Classic congenital adrenal hyperplasia due to 21-hydroxylase deficiency, simple virilizing form is a genetic disorder that affects the adrenal glands. It is caused by a mutation in the CYP21A2 gene, which is responsible for producing the enzyme 21-hydroxylase. This enzyme is necessary for the production of cortisol and aldosterone, two hormones that are important for regulating the body's metabolism and stress response. Without enough of these hormones, the body produces too much androgen, a male sex hormone. This can lead to physical changes such as early puberty, abnormal genitalia, and infertility in both males and females.

The symptoms of classic congenital adrenal hyperplasia due to 21-hydroxylase deficiency, simple virilizing form, include:

-Early onset of puberty
-Ambiguous genitalia in newborns
-Enlarged clitoris
-Abnormal labia
-Abnormal pubic hair
-Deepening of the voice
-Acne
-Excess body hair
-Irregular menstrual periods
-Infertility

The cause of classic congenital adrenal hyperplasia due to 21-hydroxylase deficiency, simple virilizing form is a genetic mutation in the CYP21A2 gene. This gene provides instructions for making an enzyme called 21-hydroxylase, which is involved in the production of hormones such as cortisol and aldosterone. Mutations in this gene reduce or eliminate the activity of 21-hydroxylase, leading to a buildup of hormones that cause the signs and symptoms of classic congenital adrenal hyperplasia due to 21-hydroxylase deficiency, simple virilizing form.
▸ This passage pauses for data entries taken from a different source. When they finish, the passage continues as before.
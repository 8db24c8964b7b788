// HTTP transport configuration
//
// Builds the `reqwest::Client` every hub connection shares. Hubs on a LAN
// frequently present self-signed certificates, so TLS trust is explicit
// configuration rather than an afterthought.

use std::time::Duration;

use crate::error::Error;

/// Default network timeout applied when the caller does not supply one.
pub const DEFAULT_NETWORK_TIMEOUT: Duration = Duration::from_secs(20);

/// TLS trust policy for hub connections.
#[derive(Debug, Clone, Copy, PartialEq, Eq, Default)]
pub enum TlsMode {
    /// Full certificate verification (default).
    #[default]
    Strict,
    /// Accept invalid/self-signed certificates. Common for VirtualHub
    /// instances on a LAN; never use this across untrusted networks.
    AcceptInvalid,
}

/// Transport-level configuration shared by all requests to a hub.
#[derive(Debug, Clone)]
pub struct TransportConfig {
    /// Per-request timeout unless the caller overrides it.
    pub timeout: Duration,
    /// TLS trust policy.
    pub tls: TlsMode,
    /// `User-Agent` header sent on every request.
    pub user_agent: String,
}

impl Default for TransportConfig {
    fn default() -> Self {
        Self {
            timeout: DEFAULT_NETWORK_TIMEOUT,
            tls: TlsMode::default(),
            user_agent: format!("yhub/{}", env!("CARGO_PKG_VERSION")),
        }
    }
}

impl TransportConfig {
    /// Build a configured `reqwest::Client`.
    ///
    /// No global client timeout is set here -- per-request deadlines are
    /// enforced by the hub connection so a timed-out request can release
    /// its single-flight slot with a precise [`Error::Timeout`].
    pub fn build_client(&self) -> Result<reqwest::Client, Error> {
        let mut builder = reqwest::Client::builder().user_agent(self.user_agent.clone());

        if self.tls == TlsMode::AcceptInvalid {
            builder = builder.danger_accept_invalid_certs(true);
        }

        builder.build().map_err(Error::Transport)
    }
}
1. Hydrocortisone: Hydrocortisone is a steroid hormone that is used to replace the cortisol that is deficient in people with classic congenital adrenal hyperplasia due to 21-hydroxylase deficiency.

2. Fludrocortisone: Fludrocortisone is a synthetic mineralocorticoid that is used to replace the aldosterone that is deficient in people with classic congenital adrenal hyperplasia due to 21-hydroxylase deficiency.

3. Salt supplementation: Salt supplementation is used to help maintain normal electrolyte balance in people with classic congenital adrenal hyperplasia due to 21-hydroxylase deficiency.

4. Antiandrogens: Antiandrogens are medications that are used to block the effects of androgens in people with classic congenital

1. Genetic mutation in the CYP21A2 gene
2. Family history of the disorder
3. Female gender
4. Premature adrenarche
5. Low birth weight
6. Low cortisol levels
7. High levels of androgens
8. Abnormal genitalia in newborns
9. Abnormal development of the adrenal glands
10. Abnormal development of the reproductive organs

Yes, there is a cure for classic congenital adrenal hyperplasia due to 21-hydroxylase deficiency, simple virilizing form. Treatment typically involves lifelong hormone replacement therapy with glucocorticoids and mineralocorticoids, as well as androgen replacement therapy. In some cases, surgery may be necessary to correct any physical abnormalities. Additionally, lifestyle modifications such as a healthy diet and regular exercise can help to manage symptoms.